Stored items:

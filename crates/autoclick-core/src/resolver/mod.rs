//! Target resolution - turn a screen capture plus a query into a click point
//!
//! Two variants share the [`TargetResolver`] contract:
//!
//! - [`DescriptionResolver`]: asks a vision model where a described element is
//! - [`TemplateResolver`]: normalized cross-correlation of a template image
//!
//! Results are always in normalized full-screen coordinates. Callers
//! denormalize against the screen size at click time.

pub mod template;
pub mod vision;

pub use template::TemplateResolver;
pub use vision::{DescriptionResolver, OpenAiVision, VisionError, VisionProvider};

use crate::config::Settings;
use crate::error::{Error, Result};
use crate::geometry::{NormalizedPoint, Region};
use image::RgbaImage;
use serde::{Deserialize, Serialize};

/// What to look for
#[derive(Debug, Clone)]
pub enum Target {
    /// Natural-language description, e.g. "the blue submit button"
    Description(String),
    Template(RgbaImage),
}

#[derive(Debug, Clone)]
pub struct TargetQuery {
    pub target: Target,
    /// Restrict the search to this rectangle of the capture
    pub region: Option<Region>,
}

impl TargetQuery {
    pub fn description(text: impl Into<String>) -> Self {
        Self {
            target: Target::Description(text.into()),
            region: None,
        }
    }

    pub fn template(image: RgbaImage) -> Self {
        Self {
            target: Target::Template(image),
            region: None,
        }
    }

    pub fn in_region(mut self, region: Option<Region>) -> Self {
        self.region = region;
        self
    }

    /// Short human-readable label for logs and errors
    pub fn label(&self) -> String {
        match &self.target {
            Target::Description(text) => format!("\"{}\"", text),
            Target::Template(img) => format!("template {}x{}", img.width(), img.height()),
        }
    }
}

#[derive(Debug, Clone, PartialEq, Serialize, Deserialize)]
pub struct ResolutionResult {
    pub found: bool,
    #[serde(skip_serializing_if = "Option::is_none")]
    pub point: Option<NormalizedPoint>,
    pub confidence: f64,
    #[serde(skip_serializing_if = "Option::is_none")]
    pub description: Option<String>,
}

impl ResolutionResult {
    pub fn found(point: NormalizedPoint, confidence: f64, description: Option<String>) -> Self {
        Self {
            found: true,
            point: Some(point),
            confidence: clamp_unit(confidence),
            description,
        }
    }

    pub fn not_found(confidence: f64, description: Option<String>) -> Self {
        Self {
            found: false,
            point: None,
            confidence: clamp_unit(confidence),
            description,
        }
    }
}

fn clamp_unit(v: f64) -> f64 {
    if v.is_finite() {
        v.clamp(0.0, 1.0)
    } else {
        0.0
    }
}

pub trait TargetResolver {
    fn resolve(&self, capture: &RgbaImage, query: &TargetQuery) -> Result<ResolutionResult>;
}

#[derive(Debug, Clone, Copy, PartialEq, Eq, Serialize, Deserialize)]
#[serde(rename_all = "lowercase")]
pub enum ResolverKind {
    Description,
    Template,
}

/// Resolver selected by configuration
pub enum Resolver {
    Description(DescriptionResolver),
    Template(TemplateResolver),
}

impl Resolver {
    pub fn from_settings(kind: ResolverKind, settings: &Settings) -> Result<Self> {
        Ok(match kind {
            ResolverKind::Description => {
                let provider = OpenAiVision::from_settings(&settings.vision)
                    .map_err(|e| Error::resolution_failed(e.to_string()))?;
                Resolver::Description(
                    DescriptionResolver::new(Box::new(provider))
                        .min_confidence(settings.vision.min_confidence),
                )
            }
            ResolverKind::Template => Resolver::Template(
                TemplateResolver::new()
                    .threshold(settings.template.threshold)
                    .step(settings.template.step),
            ),
        })
    }

    pub fn kind(&self) -> ResolverKind {
        match self {
            Resolver::Description(_) => ResolverKind::Description,
            Resolver::Template(_) => ResolverKind::Template,
        }
    }
}

impl TargetResolver for Resolver {
    fn resolve(&self, capture: &RgbaImage, query: &TargetQuery) -> Result<ResolutionResult> {
        match self {
            Resolver::Description(r) => r.resolve(capture, query),
            Resolver::Template(r) => r.resolve(capture, query),
        }
    }
}

/// The part of `capture` to search: the clipped region, or everything
pub(crate) fn search_area(capture: &RgbaImage, region: Option<Region>) -> Result<Region> {
    let (w, h) = capture.dimensions();
    match region {
        None => Ok(Region::full(w, h)),
        Some(r) => r.clip(w, h).ok_or_else(|| {
            Error::invalid_query(format!("Region {} lies outside the {}x{} capture", r, w, h))
        }),
    }
}
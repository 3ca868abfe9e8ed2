//! Structured errors, serializable so the CLI can print them as JSON

use serde::{Deserialize, Serialize};
use std::fmt;

pub type Result<T> = std::result::Result<T, Error>;

#[derive(Debug, Clone, Serialize, Deserialize)]
pub struct Error {
    pub code: ErrorCode,
    pub message: String,
    #[serde(skip_serializing_if = "Vec::is_empty", default)]
    pub suggestions: Vec<String>,
    #[serde(skip_serializing_if = "Option::is_none", default)]
    pub context: Option<serde_json::Value>,
}

#[derive(Debug, Clone, Copy, PartialEq, Eq, Serialize, Deserialize)]
#[serde(rename_all = "SCREAMING_SNAKE_CASE")]
pub enum ErrorCode {
    /// Operation not valid in the current state (recording twice, appending to a sealed log)
    InvalidState,
    /// Persisted recording failed structural or ordering validation
    MalformedLog,
    /// Target capability unreachable or returned unusable data
    ResolutionFailed,
    /// Capability answered, but nothing met the found/confidence bar
    TargetNotFound,
    InvalidSpeed,
    /// Pointer parked in the failsafe corner, or a stop was requested
    AbortedByUser,
    InvalidQuery,
    CaptureFailed,
    InputFailed,
    ConfigInvalid,
    Io,
    Unknown,
}

impl Error {
    pub fn new(code: ErrorCode, message: impl Into<String>) -> Self {
        Self {
            code,
            message: message.into(),
            suggestions: Vec::new(),
            context: None,
        }
    }

    pub fn with_suggestions(mut self, suggestions: Vec<String>) -> Self {
        self.suggestions = suggestions;
        self
    }

    pub fn with_context(mut self, context: serde_json::Value) -> Self {
        self.context = Some(context);
        self
    }

    pub fn is(&self, code: ErrorCode) -> bool {
        self.code == code
    }

    pub fn invalid_state(message: impl Into<String>) -> Self {
        Self::new(ErrorCode::InvalidState, message)
    }

    pub fn already_recording() -> Self {
        Self::invalid_state("Recorder is already recording").with_suggestions(vec![
            "Stop the current session before starting a new one".to_string(),
        ])
    }

    pub fn not_recording() -> Self {
        Self::invalid_state("Recorder is not recording")
    }

    pub fn log_sealed() -> Self {
        Self::invalid_state("Event log is sealed; no further events can be appended")
    }

    pub fn listener_busy() -> Self {
        Self::invalid_state("Another recorder already owns the input listener")
    }

    pub fn malformed_log(reason: impl Into<String>) -> Self {
        Self::new(ErrorCode::MalformedLog, format!("Malformed recording: {}", reason.into()))
    }

    pub fn resolution_failed(reason: impl Into<String>) -> Self {
        Self::new(
            ErrorCode::ResolutionFailed,
            format!("Target resolution failed: {}", reason.into()),
        )
    }

    pub fn target_not_found(query: &str, confidence: f64, description: Option<&str>) -> Self {
        Self::new(
            ErrorCode::TargetNotFound,
            format!("Target not found: {} (best confidence {:.2})", query, confidence),
        )
        .with_context(serde_json::json!({
            "confidence": confidence,
            "description": description,
        }))
    }

    pub fn invalid_speed(speed: f64) -> Self {
        Self::new(
            ErrorCode::InvalidSpeed,
            format!("Playback speed must be a positive number, got {}", speed),
        )
    }

    pub fn aborted(reason: impl Into<String>) -> Self {
        Self::new(ErrorCode::AbortedByUser, format!("Aborted: {}", reason.into()))
    }

    pub fn invalid_query(reason: impl Into<String>) -> Self {
        Self::new(ErrorCode::InvalidQuery, reason)
    }

    pub fn capture_failed(reason: impl Into<String>) -> Self {
        Self::new(ErrorCode::CaptureFailed, format!("Screen capture failed: {}", reason.into()))
    }

    pub fn input_failed(action: &str, reason: impl fmt::Display) -> Self {
        Self::new(ErrorCode::InputFailed, format!("{} failed: {}", action, reason))
            .with_suggestions(vec![
                "Grant accessibility / input permissions to the terminal".to_string(),
            ])
    }

    pub fn config_invalid(reason: impl Into<String>) -> Self {
        Self::new(ErrorCode::ConfigInvalid, format!("Invalid configuration: {}", reason.into()))
    }
}

impl fmt::Display for Error {
    fn fmt(&self, f: &mut fmt::Formatter<'_>) -> fmt::Result {
        write!(f, "[{:?}] {}", self.code, self.message)
    }
}

impl std::error::Error for Error {}

impl From<anyhow::Error> for Error {
    fn from(e: anyhow::Error) -> Self {
        // Keep the code if an Error travelled through anyhow
        match e.downcast::<Error>() {
            Ok(inner) => inner,
            Err(e) => Self::new(ErrorCode::Unknown, format!("{:#}", e)),
        }
    }
}

impl From<std::io::Error> for Error {
    fn from(e: std::io::Error) -> Self {
        Self::new(ErrorCode::Io, e.to_string())
    }
}

impl From<serde_json::Error> for Error {
    fn from(e: serde_json::Error) -> Self {
        Self::new(ErrorCode::Unknown, e.to_string())
    }
}
//! Error types for registry operations.
//!
//! Provides a unified error type covering I/O, serialization and registry
//! validation failures.

use thiserror::Error;

use crate::validate::ValidationError;

/// Errors that can occur while loading or saving a registry.
#[derive(Debug, Error)]
pub enum RegistryError {
    /// File I/O failure.
    #[error("I/O error: {0}")]
    IoError(#[from] std::io::Error),

    /// JSON parsing or serialization failure.
    #[error("JSON error: {0}")]
    JsonError(#[from] serde_json::Error),

    /// YAML parsing or serialization failure.
    #[error("YAML error: {0}")]
    YamlError(#[from] serde_yaml::Error),

    /// The registry loaded but failed validation.
    #[error("invalid registry: {0}")]
    Invalid(#[from] ValidationError),

    /// All configured catalog sources failed.
    #[error("no registry sources available")]
    NoSourcesAvailable,
}

/// Convenience alias for results with [`RegistryError`].
pub type Result<T> = std::result::Result<T, RegistryError>;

**Required work:** Using the records above, repeat exactly the lines from the first one through the line with "pub mod template;".

**Exercise answer:**
filename crates/autoclick-core/src/resolver/mod.rs
//! Target resolution - turn a screen capture plus a query into a click point
//!
//! Two variants share the [`TargetResolver`] contract:
//!
//! - [`DescriptionResolver`]: asks a vision model where a described element is
//! - [`TemplateResolver`]: normalized cross-correlation of a template image
//!
//! Results are always in normalized full-screen coordinates. Callers
//! denormalize against the screen size at click time.

pub mod template;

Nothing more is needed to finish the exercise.